━━ DATA IN THIS EXERCISE ━━
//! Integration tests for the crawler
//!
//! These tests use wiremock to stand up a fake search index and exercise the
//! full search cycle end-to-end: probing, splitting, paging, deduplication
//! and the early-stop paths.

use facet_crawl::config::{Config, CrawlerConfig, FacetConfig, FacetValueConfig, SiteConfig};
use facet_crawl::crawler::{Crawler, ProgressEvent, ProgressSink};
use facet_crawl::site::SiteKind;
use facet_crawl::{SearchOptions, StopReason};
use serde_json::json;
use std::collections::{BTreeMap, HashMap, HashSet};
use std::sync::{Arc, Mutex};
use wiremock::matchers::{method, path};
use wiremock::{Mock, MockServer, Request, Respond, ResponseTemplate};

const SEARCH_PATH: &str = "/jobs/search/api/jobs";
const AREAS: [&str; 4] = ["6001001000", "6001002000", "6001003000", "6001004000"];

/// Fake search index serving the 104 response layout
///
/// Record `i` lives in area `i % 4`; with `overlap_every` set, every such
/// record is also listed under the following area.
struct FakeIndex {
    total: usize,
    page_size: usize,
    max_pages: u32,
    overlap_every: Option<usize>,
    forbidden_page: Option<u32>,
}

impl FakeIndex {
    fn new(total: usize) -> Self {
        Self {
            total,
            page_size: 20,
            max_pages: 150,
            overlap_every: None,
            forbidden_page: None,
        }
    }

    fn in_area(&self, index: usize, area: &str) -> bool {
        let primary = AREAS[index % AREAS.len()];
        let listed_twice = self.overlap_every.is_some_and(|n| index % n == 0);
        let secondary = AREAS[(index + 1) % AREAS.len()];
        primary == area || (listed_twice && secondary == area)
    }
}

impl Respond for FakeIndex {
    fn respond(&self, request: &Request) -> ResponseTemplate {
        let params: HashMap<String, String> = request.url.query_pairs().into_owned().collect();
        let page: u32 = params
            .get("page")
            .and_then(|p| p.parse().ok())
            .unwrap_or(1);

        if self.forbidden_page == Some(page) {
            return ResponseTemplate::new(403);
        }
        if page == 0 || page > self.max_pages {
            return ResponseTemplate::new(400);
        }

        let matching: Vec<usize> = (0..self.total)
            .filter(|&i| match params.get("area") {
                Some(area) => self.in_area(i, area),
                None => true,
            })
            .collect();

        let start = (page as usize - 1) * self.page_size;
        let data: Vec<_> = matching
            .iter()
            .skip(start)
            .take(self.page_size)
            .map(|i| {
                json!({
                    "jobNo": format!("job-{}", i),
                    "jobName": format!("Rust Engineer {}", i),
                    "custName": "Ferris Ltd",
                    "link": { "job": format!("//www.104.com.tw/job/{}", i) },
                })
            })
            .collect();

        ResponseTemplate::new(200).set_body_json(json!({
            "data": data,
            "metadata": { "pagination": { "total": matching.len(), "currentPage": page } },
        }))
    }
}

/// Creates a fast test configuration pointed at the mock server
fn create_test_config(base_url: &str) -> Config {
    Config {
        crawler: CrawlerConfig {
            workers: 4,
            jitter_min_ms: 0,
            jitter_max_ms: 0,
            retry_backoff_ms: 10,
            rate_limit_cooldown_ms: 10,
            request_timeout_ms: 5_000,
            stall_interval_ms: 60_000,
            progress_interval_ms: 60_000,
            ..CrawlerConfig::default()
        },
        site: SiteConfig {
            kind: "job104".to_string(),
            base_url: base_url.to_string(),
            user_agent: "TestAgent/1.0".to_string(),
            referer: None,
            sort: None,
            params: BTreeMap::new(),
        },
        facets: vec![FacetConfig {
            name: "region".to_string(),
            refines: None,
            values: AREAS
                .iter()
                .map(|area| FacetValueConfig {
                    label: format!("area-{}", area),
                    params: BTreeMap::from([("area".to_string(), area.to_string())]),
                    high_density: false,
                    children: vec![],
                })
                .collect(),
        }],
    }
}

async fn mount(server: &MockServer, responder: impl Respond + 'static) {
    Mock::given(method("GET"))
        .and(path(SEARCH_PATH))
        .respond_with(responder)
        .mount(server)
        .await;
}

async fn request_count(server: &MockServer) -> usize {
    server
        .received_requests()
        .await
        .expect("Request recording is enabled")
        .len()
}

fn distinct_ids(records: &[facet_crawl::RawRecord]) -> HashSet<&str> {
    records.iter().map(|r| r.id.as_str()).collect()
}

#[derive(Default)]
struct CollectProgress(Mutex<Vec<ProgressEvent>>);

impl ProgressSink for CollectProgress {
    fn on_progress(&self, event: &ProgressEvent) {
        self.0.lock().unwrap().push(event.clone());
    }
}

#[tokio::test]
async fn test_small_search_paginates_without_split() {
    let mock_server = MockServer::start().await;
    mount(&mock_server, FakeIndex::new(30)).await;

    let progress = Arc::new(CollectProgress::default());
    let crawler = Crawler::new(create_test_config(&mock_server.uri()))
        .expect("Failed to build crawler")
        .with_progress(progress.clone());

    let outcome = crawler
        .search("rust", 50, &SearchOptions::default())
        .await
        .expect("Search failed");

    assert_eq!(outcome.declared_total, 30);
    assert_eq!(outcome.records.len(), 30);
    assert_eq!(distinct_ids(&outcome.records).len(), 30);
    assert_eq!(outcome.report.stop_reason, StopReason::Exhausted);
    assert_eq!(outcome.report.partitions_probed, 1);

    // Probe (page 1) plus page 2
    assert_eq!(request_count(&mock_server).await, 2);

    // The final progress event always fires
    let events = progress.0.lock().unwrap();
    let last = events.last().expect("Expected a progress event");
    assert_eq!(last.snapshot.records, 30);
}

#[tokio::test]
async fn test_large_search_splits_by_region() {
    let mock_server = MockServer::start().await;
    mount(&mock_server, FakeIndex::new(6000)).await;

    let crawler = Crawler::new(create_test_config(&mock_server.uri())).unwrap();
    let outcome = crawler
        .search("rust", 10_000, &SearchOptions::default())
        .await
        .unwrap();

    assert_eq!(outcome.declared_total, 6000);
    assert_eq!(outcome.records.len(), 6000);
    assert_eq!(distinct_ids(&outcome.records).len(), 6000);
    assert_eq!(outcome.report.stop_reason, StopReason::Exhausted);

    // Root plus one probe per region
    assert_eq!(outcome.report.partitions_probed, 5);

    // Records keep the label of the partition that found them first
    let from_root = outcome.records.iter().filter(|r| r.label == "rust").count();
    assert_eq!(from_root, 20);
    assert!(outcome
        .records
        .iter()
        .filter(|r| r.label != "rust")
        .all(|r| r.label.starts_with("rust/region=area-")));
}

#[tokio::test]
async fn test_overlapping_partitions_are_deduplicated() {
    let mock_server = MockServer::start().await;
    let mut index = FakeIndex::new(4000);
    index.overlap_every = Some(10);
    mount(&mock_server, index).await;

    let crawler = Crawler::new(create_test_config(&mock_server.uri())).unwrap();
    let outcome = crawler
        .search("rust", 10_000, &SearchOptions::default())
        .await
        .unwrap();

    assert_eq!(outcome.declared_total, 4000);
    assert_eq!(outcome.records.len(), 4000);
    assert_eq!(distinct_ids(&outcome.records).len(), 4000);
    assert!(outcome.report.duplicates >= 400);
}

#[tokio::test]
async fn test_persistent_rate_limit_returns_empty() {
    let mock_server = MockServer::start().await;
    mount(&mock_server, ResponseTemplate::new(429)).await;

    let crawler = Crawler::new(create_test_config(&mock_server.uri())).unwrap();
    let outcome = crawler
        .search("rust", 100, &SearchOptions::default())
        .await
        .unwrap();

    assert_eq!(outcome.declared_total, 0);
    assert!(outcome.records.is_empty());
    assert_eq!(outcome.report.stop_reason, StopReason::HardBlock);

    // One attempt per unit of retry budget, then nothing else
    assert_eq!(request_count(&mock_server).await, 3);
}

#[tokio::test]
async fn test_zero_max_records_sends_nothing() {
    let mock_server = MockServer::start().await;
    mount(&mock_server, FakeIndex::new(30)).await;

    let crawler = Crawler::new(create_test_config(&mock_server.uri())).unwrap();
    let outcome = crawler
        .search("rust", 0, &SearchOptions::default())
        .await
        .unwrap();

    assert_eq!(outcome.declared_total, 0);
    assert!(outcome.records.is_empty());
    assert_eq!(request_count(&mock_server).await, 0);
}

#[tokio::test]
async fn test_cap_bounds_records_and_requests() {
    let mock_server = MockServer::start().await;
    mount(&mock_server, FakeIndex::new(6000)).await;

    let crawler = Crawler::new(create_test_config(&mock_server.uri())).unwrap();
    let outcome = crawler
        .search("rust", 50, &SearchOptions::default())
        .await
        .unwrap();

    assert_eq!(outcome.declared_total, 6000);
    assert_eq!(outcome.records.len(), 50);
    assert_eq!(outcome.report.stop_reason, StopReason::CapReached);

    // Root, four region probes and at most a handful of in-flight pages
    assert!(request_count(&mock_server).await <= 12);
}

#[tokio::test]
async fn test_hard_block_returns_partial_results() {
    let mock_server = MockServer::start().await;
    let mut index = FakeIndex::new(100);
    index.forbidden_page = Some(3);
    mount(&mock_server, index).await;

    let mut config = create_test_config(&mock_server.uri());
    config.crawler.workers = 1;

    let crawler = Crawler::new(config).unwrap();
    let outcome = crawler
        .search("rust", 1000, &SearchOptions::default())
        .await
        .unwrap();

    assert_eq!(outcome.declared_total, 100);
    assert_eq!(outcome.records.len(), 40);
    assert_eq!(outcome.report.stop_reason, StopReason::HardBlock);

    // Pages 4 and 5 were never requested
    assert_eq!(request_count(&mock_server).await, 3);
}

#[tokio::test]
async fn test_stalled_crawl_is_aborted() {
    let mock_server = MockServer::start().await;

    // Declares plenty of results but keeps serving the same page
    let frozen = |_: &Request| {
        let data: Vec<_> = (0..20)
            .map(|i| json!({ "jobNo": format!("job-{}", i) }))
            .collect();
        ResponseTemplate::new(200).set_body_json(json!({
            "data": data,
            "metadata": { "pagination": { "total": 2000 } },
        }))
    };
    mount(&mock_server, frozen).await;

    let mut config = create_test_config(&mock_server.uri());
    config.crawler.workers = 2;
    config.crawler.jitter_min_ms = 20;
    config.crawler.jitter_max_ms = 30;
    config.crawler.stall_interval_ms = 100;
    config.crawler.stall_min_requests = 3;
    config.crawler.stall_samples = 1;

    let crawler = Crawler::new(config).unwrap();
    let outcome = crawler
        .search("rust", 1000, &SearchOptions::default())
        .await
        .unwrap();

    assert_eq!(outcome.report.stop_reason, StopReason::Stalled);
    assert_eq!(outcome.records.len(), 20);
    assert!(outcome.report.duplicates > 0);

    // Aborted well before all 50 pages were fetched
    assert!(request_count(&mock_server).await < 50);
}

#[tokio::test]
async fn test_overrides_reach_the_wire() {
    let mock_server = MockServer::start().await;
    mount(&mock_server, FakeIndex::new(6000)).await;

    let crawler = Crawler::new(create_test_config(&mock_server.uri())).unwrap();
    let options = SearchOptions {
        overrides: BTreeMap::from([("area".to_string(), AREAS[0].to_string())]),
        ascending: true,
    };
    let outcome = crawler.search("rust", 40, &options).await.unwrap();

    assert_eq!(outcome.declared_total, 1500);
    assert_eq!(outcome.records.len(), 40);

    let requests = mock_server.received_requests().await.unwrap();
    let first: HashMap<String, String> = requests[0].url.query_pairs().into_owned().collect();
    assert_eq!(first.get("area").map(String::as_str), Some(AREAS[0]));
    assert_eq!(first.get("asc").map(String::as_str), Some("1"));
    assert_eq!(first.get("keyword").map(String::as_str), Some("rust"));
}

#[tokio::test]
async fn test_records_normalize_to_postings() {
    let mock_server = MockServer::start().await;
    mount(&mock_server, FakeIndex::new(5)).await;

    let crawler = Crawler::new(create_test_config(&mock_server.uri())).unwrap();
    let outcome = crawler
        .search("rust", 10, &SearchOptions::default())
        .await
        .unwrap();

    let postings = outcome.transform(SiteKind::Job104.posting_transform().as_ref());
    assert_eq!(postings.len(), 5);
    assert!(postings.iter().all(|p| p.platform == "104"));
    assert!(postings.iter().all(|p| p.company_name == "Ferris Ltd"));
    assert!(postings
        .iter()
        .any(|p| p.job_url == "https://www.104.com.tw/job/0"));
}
━━━
━━ DATA IN THIS EXERCISE ━━
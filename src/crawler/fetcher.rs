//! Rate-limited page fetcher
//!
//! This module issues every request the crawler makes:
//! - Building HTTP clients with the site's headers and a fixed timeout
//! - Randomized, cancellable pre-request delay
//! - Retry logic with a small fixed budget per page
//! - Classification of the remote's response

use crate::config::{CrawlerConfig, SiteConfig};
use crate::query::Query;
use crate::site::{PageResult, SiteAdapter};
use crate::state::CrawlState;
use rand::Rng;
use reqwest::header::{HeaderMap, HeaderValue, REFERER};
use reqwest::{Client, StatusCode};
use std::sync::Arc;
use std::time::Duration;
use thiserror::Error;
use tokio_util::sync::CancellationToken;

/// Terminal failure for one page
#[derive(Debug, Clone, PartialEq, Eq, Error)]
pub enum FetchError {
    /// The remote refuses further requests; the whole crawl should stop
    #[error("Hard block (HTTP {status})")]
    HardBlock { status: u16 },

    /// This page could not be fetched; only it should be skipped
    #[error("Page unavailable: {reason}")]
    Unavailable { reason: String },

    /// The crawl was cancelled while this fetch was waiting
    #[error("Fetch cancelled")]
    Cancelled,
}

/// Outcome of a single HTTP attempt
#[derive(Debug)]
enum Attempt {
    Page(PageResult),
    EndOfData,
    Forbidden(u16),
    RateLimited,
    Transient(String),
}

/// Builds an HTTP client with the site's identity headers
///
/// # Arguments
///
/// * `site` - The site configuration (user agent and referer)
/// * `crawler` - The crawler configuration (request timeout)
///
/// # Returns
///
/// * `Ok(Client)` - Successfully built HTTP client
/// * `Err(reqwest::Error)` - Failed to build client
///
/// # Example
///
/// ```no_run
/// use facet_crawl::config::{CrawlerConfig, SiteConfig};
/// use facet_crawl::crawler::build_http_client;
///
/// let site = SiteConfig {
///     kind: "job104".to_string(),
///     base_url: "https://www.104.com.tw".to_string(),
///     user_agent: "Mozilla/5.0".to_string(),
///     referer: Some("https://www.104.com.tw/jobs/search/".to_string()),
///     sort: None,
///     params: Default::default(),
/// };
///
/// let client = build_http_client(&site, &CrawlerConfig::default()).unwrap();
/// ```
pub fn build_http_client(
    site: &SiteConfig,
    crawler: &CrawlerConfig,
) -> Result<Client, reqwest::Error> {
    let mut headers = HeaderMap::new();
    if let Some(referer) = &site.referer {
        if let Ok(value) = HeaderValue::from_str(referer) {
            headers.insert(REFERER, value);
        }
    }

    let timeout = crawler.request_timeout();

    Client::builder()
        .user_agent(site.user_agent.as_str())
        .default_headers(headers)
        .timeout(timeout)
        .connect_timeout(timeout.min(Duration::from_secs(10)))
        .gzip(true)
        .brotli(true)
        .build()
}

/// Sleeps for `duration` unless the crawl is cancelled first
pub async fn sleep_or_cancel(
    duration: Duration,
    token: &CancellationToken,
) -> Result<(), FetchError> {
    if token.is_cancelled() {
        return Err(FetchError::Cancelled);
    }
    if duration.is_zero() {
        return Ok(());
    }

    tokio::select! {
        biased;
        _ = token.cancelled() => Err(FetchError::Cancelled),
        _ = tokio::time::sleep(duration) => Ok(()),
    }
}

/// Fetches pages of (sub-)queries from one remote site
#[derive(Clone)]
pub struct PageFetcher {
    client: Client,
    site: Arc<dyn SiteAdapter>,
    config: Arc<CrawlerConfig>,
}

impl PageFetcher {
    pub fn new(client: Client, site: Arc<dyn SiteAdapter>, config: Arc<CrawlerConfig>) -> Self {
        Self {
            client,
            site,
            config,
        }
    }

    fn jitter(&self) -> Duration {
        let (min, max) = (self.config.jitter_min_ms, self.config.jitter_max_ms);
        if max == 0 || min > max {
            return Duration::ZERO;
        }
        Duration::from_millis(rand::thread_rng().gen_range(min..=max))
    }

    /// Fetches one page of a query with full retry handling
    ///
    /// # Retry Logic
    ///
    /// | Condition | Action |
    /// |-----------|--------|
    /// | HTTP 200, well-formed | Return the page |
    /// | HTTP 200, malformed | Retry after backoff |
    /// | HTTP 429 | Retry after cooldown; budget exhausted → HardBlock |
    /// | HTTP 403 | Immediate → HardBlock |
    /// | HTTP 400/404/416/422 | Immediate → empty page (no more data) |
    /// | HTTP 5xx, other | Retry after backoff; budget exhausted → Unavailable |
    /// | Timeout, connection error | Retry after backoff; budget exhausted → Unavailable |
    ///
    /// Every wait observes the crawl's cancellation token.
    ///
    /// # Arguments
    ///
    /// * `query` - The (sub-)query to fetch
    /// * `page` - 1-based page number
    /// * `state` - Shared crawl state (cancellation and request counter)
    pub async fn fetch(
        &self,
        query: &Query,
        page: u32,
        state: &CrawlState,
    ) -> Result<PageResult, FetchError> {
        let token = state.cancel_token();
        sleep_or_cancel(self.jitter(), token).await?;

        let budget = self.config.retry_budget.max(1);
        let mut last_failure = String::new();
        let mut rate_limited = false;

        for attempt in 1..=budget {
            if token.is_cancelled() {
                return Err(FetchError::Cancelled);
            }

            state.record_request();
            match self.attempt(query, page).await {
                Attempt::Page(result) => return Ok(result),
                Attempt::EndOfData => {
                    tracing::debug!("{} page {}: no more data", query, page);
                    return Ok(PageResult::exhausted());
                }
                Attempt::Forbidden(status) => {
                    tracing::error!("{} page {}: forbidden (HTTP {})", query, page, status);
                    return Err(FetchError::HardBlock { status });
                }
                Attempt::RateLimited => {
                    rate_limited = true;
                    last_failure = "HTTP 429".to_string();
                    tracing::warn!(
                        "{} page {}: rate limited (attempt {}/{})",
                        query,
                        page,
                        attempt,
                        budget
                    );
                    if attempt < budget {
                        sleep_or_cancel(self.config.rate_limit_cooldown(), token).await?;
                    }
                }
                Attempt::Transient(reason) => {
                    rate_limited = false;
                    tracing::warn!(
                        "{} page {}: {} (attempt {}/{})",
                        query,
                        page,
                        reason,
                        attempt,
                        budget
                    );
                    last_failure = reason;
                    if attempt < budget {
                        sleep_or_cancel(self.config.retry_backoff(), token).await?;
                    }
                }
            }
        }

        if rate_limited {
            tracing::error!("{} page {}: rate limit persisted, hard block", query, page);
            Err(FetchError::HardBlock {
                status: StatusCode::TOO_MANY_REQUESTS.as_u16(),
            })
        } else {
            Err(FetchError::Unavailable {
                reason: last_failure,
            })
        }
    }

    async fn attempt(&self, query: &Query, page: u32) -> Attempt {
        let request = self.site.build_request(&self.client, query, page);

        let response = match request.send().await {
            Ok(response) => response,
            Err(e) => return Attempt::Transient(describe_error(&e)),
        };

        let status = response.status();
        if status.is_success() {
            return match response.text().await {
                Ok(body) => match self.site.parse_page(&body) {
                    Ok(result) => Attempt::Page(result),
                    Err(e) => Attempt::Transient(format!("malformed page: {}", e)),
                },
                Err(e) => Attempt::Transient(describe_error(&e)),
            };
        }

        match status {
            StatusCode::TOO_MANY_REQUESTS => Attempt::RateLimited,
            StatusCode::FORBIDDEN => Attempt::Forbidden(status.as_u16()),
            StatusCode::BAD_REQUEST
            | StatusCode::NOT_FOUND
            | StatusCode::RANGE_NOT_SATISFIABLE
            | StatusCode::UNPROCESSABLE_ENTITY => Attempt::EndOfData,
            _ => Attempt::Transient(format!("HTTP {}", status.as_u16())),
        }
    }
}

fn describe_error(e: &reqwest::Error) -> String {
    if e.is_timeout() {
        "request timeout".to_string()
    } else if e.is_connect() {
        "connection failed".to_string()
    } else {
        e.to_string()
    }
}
━━━
■ TO DO
Look over the records above, and wherever a line contains the string "state", copy that line.

■ RESPONSE TO THE EXERCISE
use crate::state::CrawlState;
    /// * `state` - Shared crawl state (cancellation and request counter)
        state: &CrawlState,
        let token = state.cancel_token();
            state.record_request();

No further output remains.